→ **Your instructions**
Emit the line that holds "accept as a" and all lines following it through the end of the data, verbatim, and nothing else.

(Stored data)

=======

//! Network file loading errors.

use crate::domain::DomainError;

/// Errors that can occur while loading a network file.
#[derive(Debug, thiserror::Error)]
pub enum LoadError {
    /// Reading the file failed
    #[error("I/O error: {0}")]
    Io(#[from] std::io::Error),

    /// File is not valid network JSON
    #[error("JSON parse error: {0}")]
    Json(#[from] serde_json::Error),

    /// Two tracks share a full id
    #[error("duplicate track id: {0}")]
    DuplicateTrack(String),

    /// A connection names a track that is not in the file
    #[error("connection references unknown track: {0}")]
    UnknownTrack(String),

    /// Two stations claim the same yard
    #[error("duplicate station for yard: {0}")]
    DuplicateStation(String),

    /// A track failed domain validation
    #[error(transparent)]
    Domain(#[from] DomainError),
}
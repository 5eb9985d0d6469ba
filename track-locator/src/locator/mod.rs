//! Nearest-track search over the rail network.
//!
//! This module implements the bounded best-first search that answers:
//! "I'm at this position on this track - what is the nearest track I'd
//! accept as a destination?"
//!
//! The search itself is predicate-driven; [`TrackPredicate`] filters
//! express what counts as acceptable, and [`NamedTrackSearch`] combines
//! them into the standard "nearest named yard track" query.

mod config;
mod error;
mod named;
mod predicate;
mod search;


pub use config::{
    DEFAULT_MAX_DISTANCE, DEFAULT_SECONDARY_YARD_DISTANCE, DEFAULT_STATION_PROXIMITY_CEILING,
    LocatorConfig, NamedTrackSearchConfig,
};
pub use error::{LocateError, PredicateError};
pub use named::{NamedTrackResult, NamedTrackSearch, SearchPass};
pub use predicate::{
    And, DeprioritizedYardFilter, NamedTrackFilter, StationProximityFilter, SuffixMarker,
    TrackPredicate, TrackPredicateExt, YardClassifier,
};
pub use search::{LocateOutcome, StopReason, TrackLocator, TrackMatch};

=======

→ **Result below**
//! accept as a destination?"
//!
//! The search itself is predicate-driven; [`TrackPredicate`] filters
//! express what counts as acceptable, and [`NamedTrackSearch`] combines
//! them into the standard "nearest named yard track" query.

mod config;
mod error;
mod named;
mod predicate;
mod search;


pub use config::{
    DEFAULT_MAX_DISTANCE, DEFAULT_SECONDARY_YARD_DISTANCE, DEFAULT_STATION_PROXIMITY_CEILING,
    LocatorConfig, NamedTrackSearchConfig,
};
pub use error::{LocateError, PredicateError};
pub use named::{NamedTrackResult, NamedTrackSearch, SearchPass};
pub use predicate::{
    And, DeprioritizedYardFilter, NamedTrackFilter, StationProximityFilter, SuffixMarker,
    TrackPredicate, TrackPredicateExt, YardClassifier,
};
pub use search::{LocateOutcome, StopReason, TrackLocator, TrackMatch};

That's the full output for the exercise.